Paul knew, I believe, that these proclamations were far too huge to be carried by the individual person. He is trying to find words and categories, searching for ever-new language to describe the corporate, historical, larger-than-life body and participative phenomenon we’re all caught up in, which he calls “the Body of Christ.”
Fortunately, we now live in an age where we have a language to describe this. The evidence from science is that the foundational reality of this world is consciousness or what we call spirit, not materiality.

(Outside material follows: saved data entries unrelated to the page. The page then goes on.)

//! External collaborators: the record store and the batch job executor.
//!
//! The engine never talks to a concrete backend directly. Implementations of
//! [`RecordStore`] and [`BatchExecutor`] are injected; [`memory`] provides an
//! in-process implementation of both.

pub mod memory;

use async_trait::async_trait;
use serde::{Deserialize, Serialize};
use serde_json::Value;
use std::collections::BTreeMap;
use thiserror::Error;

use crate::error::{EngineError, ErrorCode};
use crate::types::{
    DateRange, DuplicateGroup, JobId, JobStatus, MergeJob, RecordId, RecordSnapshot, ScheduledJob,
    Statistics,
};

/// Failure reported by an external collaborator.
#[derive(Debug, Clone, PartialEq, Eq, Error)]
pub enum RemoteError {
    #[error("network failure: {0}")]
    Network(String),
    #[error("request rejected: {0}")]
    Rejected(String),
    #[error("access denied: {0}")]
    AccessDenied(String),
    #[error("not found: {0}")]
    NotFound(String),
}

impl RemoteError {
    pub fn is_network(&self) -> bool {
        matches!(self, RemoteError::Network(_))
    }
}

impl From<RemoteError> for EngineError {
    fn from(err: RemoteError) -> Self {
        let code = match err {
            RemoteError::AccessDenied(_) => ErrorCode::Access,
            _ => ErrorCode::RemoteExecution,
        };
        EngineError::new(code, err.to_string())
    }
}

pub type RemoteResult<T> = Result<T, RemoteError>;

/// A merge as sent to the record store.
#[derive(Debug, Clone, PartialEq, Serialize, Deserialize)]
pub struct MergeCall {
    pub object_type: String,
    pub master_id: RecordId,
    pub duplicate_ids: Vec<RecordId>,
    /// Values to write onto the master before the duplicates are merged in.
    #[serde(default)]
    pub field_values: BTreeMap<String, Value>,
    /// Stable key for this logical merge; stores reject a key they have
    /// already applied.
    pub idempotency_key: String,
}

/// Record store's answer to a merge.
#[derive(Debug, Clone, PartialEq, Serialize, Deserialize)]
pub struct MergeOutcome {
    pub success: bool,
    pub merged_id: Option<RecordId>,
    #[serde(default)]
    pub errors: Vec<String>,
}

#[async_trait]
pub trait RecordStore: Send + Sync {
    async fn merge_records(&self, call: &MergeCall) -> RemoteResult<MergeOutcome>;

    /// Snapshots for the given ids. Unknown ids are omitted.
    async fn load_records(
        &self,
        object_type: &str,
        ids: &[RecordId],
    ) -> RemoteResult<Vec<RecordSnapshot>>;
}

/// A merge performed by a batch job, reported so it can be audited.
#[derive(Debug, Clone, PartialEq, Serialize, Deserialize)]
pub struct CompletedMerge {
    pub object_type: String,
    pub master_id: RecordId,
    pub merged_ids: Vec<RecordId>,
}

/// Point-in-time job status from the batch executor.
#[derive(Debug, Clone, PartialEq, Serialize, Deserialize)]
pub struct JobProgress {
    pub job_id: JobId,
    pub status: JobStatus,
    pub records_processed: u64,
    pub duplicates_found: u64,
    #[serde(default)]
    pub error_messages: Vec<String>,
    #[serde(default)]
    pub merges: Vec<CompletedMerge>,
}

impl JobProgress {
    /// Copy the observed counters onto `job`.
    pub fn apply_to(&self, job: &mut MergeJob) {
        job.records_processed = self.records_processed;
        job.duplicates_found = self.duplicates_found;
        job.error_messages = self.error_messages.clone();
    }
}

/// Recurring job registration as sent to the executor.
#[derive(Debug, Clone, PartialEq, Serialize, Deserialize)]
pub struct ScheduleSpec {
    pub config_id: String,
    pub cron_expression: String,
    pub job_name: String,
    pub is_dry_run: bool,
    pub batch_size: u32,
}

#[async_trait]
pub trait BatchExecutor: Send + Sync {
    async fn submit_job(
        &self,
        config_id: &str,
        is_dry_run: bool,
        batch_size: u32,
    ) -> RemoteResult<JobId>;

    async fn job_status(&self, job_id: &str) -> RemoteResult<JobProgress>;

    async fn list_jobs(&self) -> RemoteResult<Vec<MergeJob>>;

    /// Duplicate groups detected by a finished dry run.
    async fn list_groups(&self, job_id: &str) -> RemoteResult<Vec<DuplicateGroup>>;

    async fn schedule_job(&self, spec: &ScheduleSpec) -> RemoteResult<String>;

    async fn delete_schedule(&self, schedule_id: &str) -> RemoteResult<()>;

    async fn list_schedules(&self) -> RemoteResult<Vec<ScheduledJob>>;

    async fn get_statistics(&self, range: DateRange) -> RemoteResult<Statistics>;
}

#[cfg(test)]
mod tests {
    use super::*;

    #[test]
    fn test_remote_error_codes() {
        let err: EngineError = RemoteError::AccessDenied("Account.Phone".into()).into();
        assert_eq!(err.code, ErrorCode::Access);

        let err: EngineError = RemoteError::Network("timed out".into()).into();
        assert_eq!(err.code, ErrorCode::RemoteExecution);
        assert_eq!(err.message, "network failure: timed out");
    }
}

We cannot easily be told that we, on our own, are evil, bad, sinful, or responsible. We’ll block it or deny it. But we cannot deny that we are a part of a species that has killed one hundred million people in wars within the last century. We don’t find ourselves resisting that quite as much because, somehow, we’re carrying this together. There is a level of acceptance as we move toward social accountability and social responsibility. We’re all participating in the evil of unjust systems and it’s at that level that we can and must carry the pain and hear that we are sinners. More positively, we must carry what seems like the complete opposite, that we are saints. Both are true at the same time, and believe it or not, “in Christ” they don’t cancel one another out! They include one another.
Reference:
Adapted from Richard Rohr, “Paul’s Corporate Understanding of Everything,” in Great Themes of Paul: Life as Participation, disc 7 (St. Anthony Messenger Press: 2002), CD.
Story from Our Community:
The Daily Meditations are a reflection and a confirmation of my psychological and pathological making. Thanks to Father Richard, I’m able to pinpoint and fix my spiritual understanding so that I have a new mindset. Like Saint Paul said in his letter to the Romans, nothing… “will be able to separate us from the love of God in Christ Jesus our Lord.” —Elias M.